Tell me if you’ve heard this one before. We build a super intelligent system and give it a specific goal like maximizing paperclip production. The system decides to do the job as well as possible by converting all available matter into paperclips. Everything. The Earth. The solar system. All of it. After the universe collapses the machine shuts down, content that it followed directions.
This is the malicious genie problem that every Dungeons & Dragons player knows. You find a lamp. You make a wish. The genie grants the wish in the most technical way possible and it leads to catastrophe. The lesson we are supposed to learn is that a sufficiently capable AI system will find ways to satisfy objectives to the letter while simultaneously not doing it the way you wanted. The foundation of AI safety is to prevent that from happening.
Nick Bostrom has covered this in Superintelligence. Eliezer Yudkowsky has argued this very thing for years. It’s a compelling story. But it has a hidden assumption that causes more confusion that it solves.
The Best Intentions
The genie tale is a story about intent. The genie knows exactly what you asked for. It just found the most technically valid way to grant your wish while ruining the spirit of it. This isn’t Robin Williams. This is some kind of demonic creature looking to teach you a lesson. The failure mode is adversarial in nature. Fantasy genies that aren’t in Disney movies are always looking for loopholes.
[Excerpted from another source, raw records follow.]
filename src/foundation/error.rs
/// Result alias used across the crate.
pub type RevealResult<T> = Result<T, RevealError>;

/// Error type for all fallible revealkit operations.
#[derive(thiserror::Error, Debug)]
pub enum RevealError {
    /// Invalid caller-provided input (viewport, config, arguments).
    #[error("validation error: {0}")]
    Validation(String),

    /// Rasterization or frame assembly failed.
    #[error("render error: {0}")]
    Render(String),

    /// Contact form transport or response handling failed.
    #[error("form error: {0}")]
    Form(String),

    /// JSON (de)serialization failed.
    #[error("serialization error: {0}")]
    Serde(String),

    /// Filesystem I/O failed.
    #[error("io error: {0}")]
    Io(#[from] std::io::Error),

    /// Catch-all for errors from third-party crates.
    #[error(transparent)]
    Other(#[from] anyhow::Error),
}

impl RevealError {
    /// Build a [`RevealError::Validation`].
    pub fn validation(msg: impl Into<String>) -> Self {
        Self::Validation(msg.into())
    }

    /// Build a [`RevealError::Render`].
    pub fn render(msg: impl Into<String>) -> Self {
        Self::Render(msg.into())
    }

    /// Build a [`RevealError::Form`].
    pub fn form(msg: impl Into<String>) -> Self {
        Self::Form(msg.into())
    }

    /// Build a [`RevealError::Serde`].
    pub fn serde(msg: impl Into<String>) -> Self {
        Self::Serde(msg.into())
    }
}
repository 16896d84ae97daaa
use crate::foundation::error::{RevealError, RevealResult};

pub use kurbo::{Affine, BezPath, Point, Vec2};

/// Absolute 0-based frame index in an output sequence.
#[derive(
    Clone, Copy, Debug, PartialEq, Eq, PartialOrd, Ord, Hash, serde::Serialize, serde::Deserialize,
)]
pub struct FrameIndex(pub u64);

/// Visible page area in CSS pixels plus the device pixel ratio of the display.
#[derive(Clone, Copy, Debug, PartialEq, serde::Serialize, serde::Deserialize)]
pub struct Viewport {
    /// Width in CSS pixels.
    pub width: f64,
    /// Height in CSS pixels.
    pub height: f64,
    /// Physical pixels per CSS pixel.
    pub device_pixel_ratio: f64,
}

impl Viewport {
    /// Create a validated viewport with a device pixel ratio of 1.
    pub fn new(width: f64, height: f64) -> RevealResult<Self> {
        if !width.is_finite() || width <= 0.0 {
            return Err(RevealError::validation(format!(
                "viewport width must be finite and > 0, got {width}"
            )));
        }
        if !height.is_finite() || height <= 0.0 {
            return Err(RevealError::validation(format!(
                "viewport height must be finite and > 0, got {height}"
            )));
        }
        Ok(Self {
            width,
            height,
            device_pixel_ratio: 1.0,
        })
    }

    /// Return a copy with the given device pixel ratio.
    ///
    /// Hosts that report `0` or a non-finite ratio fall back to `1`.
    pub fn with_device_pixel_ratio(mut self, dpr: f64) -> Self {
        self.device_pixel_ratio = if dpr.is_finite() && dpr > 0.0 {
            dpr
        } else {
            1.0
        };
        self
    }

    /// Backing-store size in physical pixels (`css * dpr`, truncated).
    pub fn pixel_size(&self) -> (u32, u32) {
        let w = (self.width * self.device_pixel_ratio).floor().max(1.0) as u32;
        let h = (self.height * self.device_pixel_ratio).floor().max(1.0) as u32;
        (w, h)
    }

    /// Return `true` when the CSS size differs from `other` (ratio changes included).
    pub fn size_differs(&self, other: &Viewport) -> bool {
        self.width != other.width
            || self.height != other.height
            || self.device_pixel_ratio != other.device_pixel_ratio
    }
}

/// Straight-alpha RGBA8 color.
#[derive(Clone, Copy, Debug, PartialEq, Eq, serde::Serialize, serde::Deserialize)]
pub struct Rgba8 {
    /// Red channel.
    pub r: u8,
    /// Green channel.
    pub g: u8,
    /// Blue channel.
    pub b: u8,
    /// Alpha channel.
    pub a: u8,
}

impl Rgba8 {
    /// Opaque white.
    pub const WHITE: Self = Self::new(255, 255, 255, 255);

    /// Construct a color from channels.
    pub const fn new(r: u8, g: u8, b: u8, a: u8) -> Self {
        Self { r, g, b, a }
    }

    /// Construct a color with a fractional alpha in `[0, 1]`.
    pub fn with_alpha_f(r: u8, g: u8, b: u8, alpha: f64) -> Self {
        let a = (alpha.clamp(0.0, 1.0) * 255.0).round() as u8;
        Self { r, g, b, a }
    }

    /// Convert into premultiplied RGBA8 bytes.
    pub fn to_premul(self) -> [u8; 4] {
        fn premul(c: u8, a: u8) -> u8 {
            let c = u16::from(c);
            let a = u16::from(a);
            (((c * a) + 127) / 255) as u8
        }

        [
            premul(self.r, self.a),
            premul(self.g, self.a),
            premul(self.b, self.a),
            self.a,
        ]
    }
}

#[cfg(test)]
#[path = "../../tests/unit/foundation/core.rs"]
mod tests;
//! Single-slot tick scheduling.
//!
//! Hosts translate a pending [`TickId`] into their own frame callback (a display refresh, a test
//! loop, a fixed-rate encoder) and hand it back through [`TickDriver::take_due`] when it fires.

/// Handle of one requested tick.
#[derive(Clone, Copy, Debug, PartialEq, Eq, Hash, PartialOrd, Ord)]
pub struct TickId(pub u64);

/// Owns at most one outstanding tick request.
#[derive(Debug, Default)]
pub struct TickDriver {
    next_id: u64,
    pending: Option<TickId>,
    canceled: u64,
}

impl TickDriver {
    /// Idle driver.
    pub fn new() -> Self {
        Self::default()
    }

    /// Request a tick, replacing (and canceling) any request still pending.
    pub fn request_tick(&mut self) -> TickId {
        self.cancel();
        let id = TickId(self.next_id);
        self.next_id += 1;
        self.pending = Some(id);
        id
    }

    /// Drop the pending request, returning it if there was one.
    pub fn cancel(&mut self) -> Option<TickId> {
        let prev = self.pending.take();
        if prev.is_some() {
            self.canceled += 1;
        }
        prev
    }

    /// The outstanding request, if any.
    pub fn pending(&self) -> Option<TickId> {
        self.pending
    }

    /// `true` when nothing is scheduled.
    pub fn is_idle(&self) -> bool {
        self.pending.is_none()
    }

    /// Consume `id` if it is the outstanding request.
    ///
    /// Stale ids (already canceled or superseded) return `false` and leave state untouched.
    pub fn take_due(&mut self, id: TickId) -> bool {
        if self.pending == Some(id) {
            self.pending = None;
            true
        } else {
            false
        }
    }

    /// Number of requests dropped before firing.
    pub fn canceled_count(&self) -> u64 {
        self.canceled
    }

    /// Number of requests issued so far.
    pub fn issued_count(&self) -> u64 {
        self.next_id
    }
}

#[cfg(test)]
#[path = "../../tests/unit/schedule/driver.rs"]
mod tests;
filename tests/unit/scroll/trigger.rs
use super::*;

#[test]
fn sticky_height_depends_on_layout_width() {
    assert_eq!(sticky_height(1440.0, 1440.0, 900.0), 900.0);
    assert_eq!(sticky_height(1920.0, 1905.0, 1000.0), 4000.0);
    // A scrollbar can pull a wide window back under the threshold.
    assert_eq!(sticky_height(1450.0, 1435.0, 900.0), 900.0);
}

#[test]
fn progress_tracks_pin_range() {
    let mut t = ScrollTrigger::new(1000.0, 900.0).unwrap();
    assert_eq!(t.progress_at(0.0), 0.0);
    assert_eq!(t.progress_at(1450.0), 0.5);
    assert_eq!(t.progress_at(5000.0), 1.0);
    assert_eq!(t.end(), 1900.0);

    assert_eq!(t.update(500.0), None);
    assert_eq!(t.update(1450.0), Some(0.5));
    assert_eq!(t.update(1450.0), None);
    assert_eq!(t.update(9999.0), Some(1.0));
    assert_eq!(t.progress(), 1.0);
}

#[test]
fn refresh_changes_range() {
    let mut t = ScrollTrigger::new(0.0, 900.0).unwrap();
    t.update(450.0);
    t.refresh(0.0, 3600.0).unwrap();
    assert_eq!(t.update(450.0), Some(0.125));
}

#[test]
fn active_only_inside_range() {
    let t = ScrollTrigger::new(100.0, 100.0).unwrap();
    assert!(!t.is_active(99.0));
    assert!(t.is_active(150.0));
    assert!(!t.is_active(201.0));
}

#[test]
fn invalid_ranges_are_rejected() {
    assert!(ScrollTrigger::new(0.0, 0.0).is_err());
    assert!(ScrollTrigger::new(f64::NAN, 10.0).is_err());
    let mut t = ScrollTrigger::new(0.0, 10.0).unwrap();
    assert!(t.refresh(0.0, -1.0).is_err());
    assert_eq!(t.end(), 10.0);
}
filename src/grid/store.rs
use rand::Rng;

use crate::foundation::core::Viewport;
use crate::foundation::error::RevealResult;
use crate::grid::layout::{GridConfig, GridDims, grid_dims, reveal_orders};

/// One triangle of the reveal grid.
#[derive(Clone, Copy, Debug, PartialEq, serde::Serialize)]
pub struct TriangleCell {
    /// Grid row (fixed at creation).
    pub row: u32,
    /// Grid column (fixed at creation).
    pub col: u32,
    /// Normalized reveal rank in `[0, 1)`.
    pub order: f64,
    /// Current render scale in `[0, 1]`.
    pub scale: f64,
}

impl TriangleCell {
    /// Apex-down cells sit on odd `row + col`.
    pub fn flipped(&self) -> bool {
        (self.row + self.col) % 2 != 0
    }
}

/// All cells of the current grid, stored row-major.
#[derive(Clone, Debug, Default)]
pub struct TriangleStore {
    dims: Option<GridDims>,
    cells: Vec<TriangleCell>,
}

impl TriangleStore {
    /// Empty store; call [`TriangleStore::regenerate`] before use.
    pub fn new() -> Self {
        Self::default()
    }

    /// Discard every cell and build a fresh grid for `viewport`.
    ///
    /// All scales restart at 0.
    #[tracing::instrument(skip(self, rng), fields(width = viewport.width, height = viewport.height))]
    pub fn regenerate<R: Rng>(
        &mut self,
        config: &GridConfig,
        viewport: &Viewport,
        rng: &mut R,
    ) -> RevealResult<GridDims> {
        let dims = grid_dims(config, viewport)?;
        let orders = reveal_orders(dims, rng);

        self.cells.clear();
        self.cells.reserve(dims.cell_count());
        for row in 0..dims.rows {
            for col in 0..dims.cols {
                let idx = row as usize * dims.cols as usize + col as usize;
                self.cells.push(TriangleCell {
                    row,
                    col,
                    order: orders[idx],
                    scale: 0.0,
                });
            }
        }
        self.dims = Some(dims);

        tracing::debug!(
            rows = dims.rows,
            cols = dims.cols,
            "triangle grid regenerated"
        );
        Ok(dims)
    }

    /// Dimensions of the current grid, if generated.
    pub fn dims(&self) -> Option<GridDims> {
        self.dims
    }

    /// Cell at `(row, col)`.
    pub fn get(&self, row: u32, col: u32) -> Option<&TriangleCell> {
        let idx = self.dims?.index_of(row, col)?;
        self.cells.get(idx)
    }

    /// Cells in row-major order.
    pub fn cells(&self) -> &[TriangleCell] {
        &self.cells
    }

    /// Mutable cells in row-major order.
    pub fn cells_mut(&mut self) -> &mut [TriangleCell] {
        &mut self.cells
    }

    /// Number of cells.
    pub fn len(&self) -> usize {
        self.cells.len()
    }

    /// Return `true` before the first regeneration.
    pub fn is_empty(&self) -> bool {
        self.cells.is_empty()
    }
}

#[cfg(test)]
#[path = "../../tests/unit/grid/store.rs"]
mod tests;
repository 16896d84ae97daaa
pub(crate) mod ease;
pub(crate) mod tween;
If the failure mode is intent, then the solution must be constraint. Build a system that can’t possibly do the bad thing. Be specific about every edge case. Build rules on top of rules. If we build the perfect box we can prevent the genie (or the AI) from going rogue and ruining our day.
The framework is sound if the assumption is correct. It works for a genie that knows better, right? But when we apply it to a modern AI we see where the gaps are. Genies are working against you. AI is not nearly that smart.
Doing My Best
Imagine a racing game where the objective is to score points. Collect points on the track and finish the race. Sounds simple, right? But what if a brilliant AI figures out that all they have to do to win is drive back and forth in front of the starting line collecting points and blocking other players from finishing? If it has the most points at the end it wins even if it never finishes.
In this case, the AI player isn’t like the genie above. It didn’t purposefully subvert your expectation. It did exactly what it was told to do. Score the most points. If you didn’t tell it that it had to drive through the whole course and cross the finish line then it didn’t know that it needed to do that. The win condition was points, not racing. The AI wasn’t missing intent. It was missing context.
This is an altogether different problem than the one above. Instead of assuming the system is going rogue and being obtuse the system genuinely doesn’t know what you mean and it tries to fill in the context with what it has available. Without the context that you assumed the system should have it just did what it could and you were flabbergasted by the results.
This is something that pops up at every level of the system. Context starvation and goal misalignment aren’t two different things. They’re sides of the same coin. When you don’t do a great job of being specific you usually get misalignment of your output.
Framing Your Reference
If you think the problem is intent you’re going to break out the constraints. Rules. Guardrails. Boxes. You’re going to spend your efforts on preventing the system from doing something bad. Security is about building walls.
If you think the problem is context you have a different outlook. You’re going to spend more time being specific. Less rules, more grounding. You want the system to surface ambiguous instructions instead of trying to resolve it with limited information. It’s like an intern being unclear on a task. You want the AI to ask you what to do instead of interpreting incomplete info.
It should be a cooperative inference problem. The system should always be just a little uncertain about what the operator wants and then seek to find out what is needed. The alternative is to confidently pursue a bad solution to a fixed objective because it thought it knew what you wanted without you telling it those details.
Knowing you have to do this doesn’t make agent building easier. In fact, it makes it a lot harder. It just makes the whole thing a lot more honest. Because you have to assume that people will never full specify what they want in advance no matter how much detail they provide. That’s not a failure of imagination. It’s the reality of how complex systems are implemented. There’s always some detail you miss. You shouldn’t aim to create the perfect spec up front. You should instead seek to build a system that is smart enough to know it’s missing context and will ask for it before running off to go to work.
It also means you have to treat an agent asking questions as a feature and not a failure. It’s like when your intern asks you to confirm that what you asked for is what you want. That’s not them being dumb. That’s them being sure they heard you right. And really, that helps you in the long run because if the system is asking you about specific areas you know your instructions must be a little thin in that area.
Tom’s Take
If you think your AI is a malicious genie you’re always going to be asking what rules have to be put in place to prevent it from going rogue. What you should be asking instead is “How can I give my agents enough context to do what I really mean?” The more powerful our AI agents get the wider the gap between those two things is going to be. But we can start to solve it today by building systems that ask questions when things are unclear. I promise you that you’re going to enjoy the results more than trying to close every loophole in your wishes.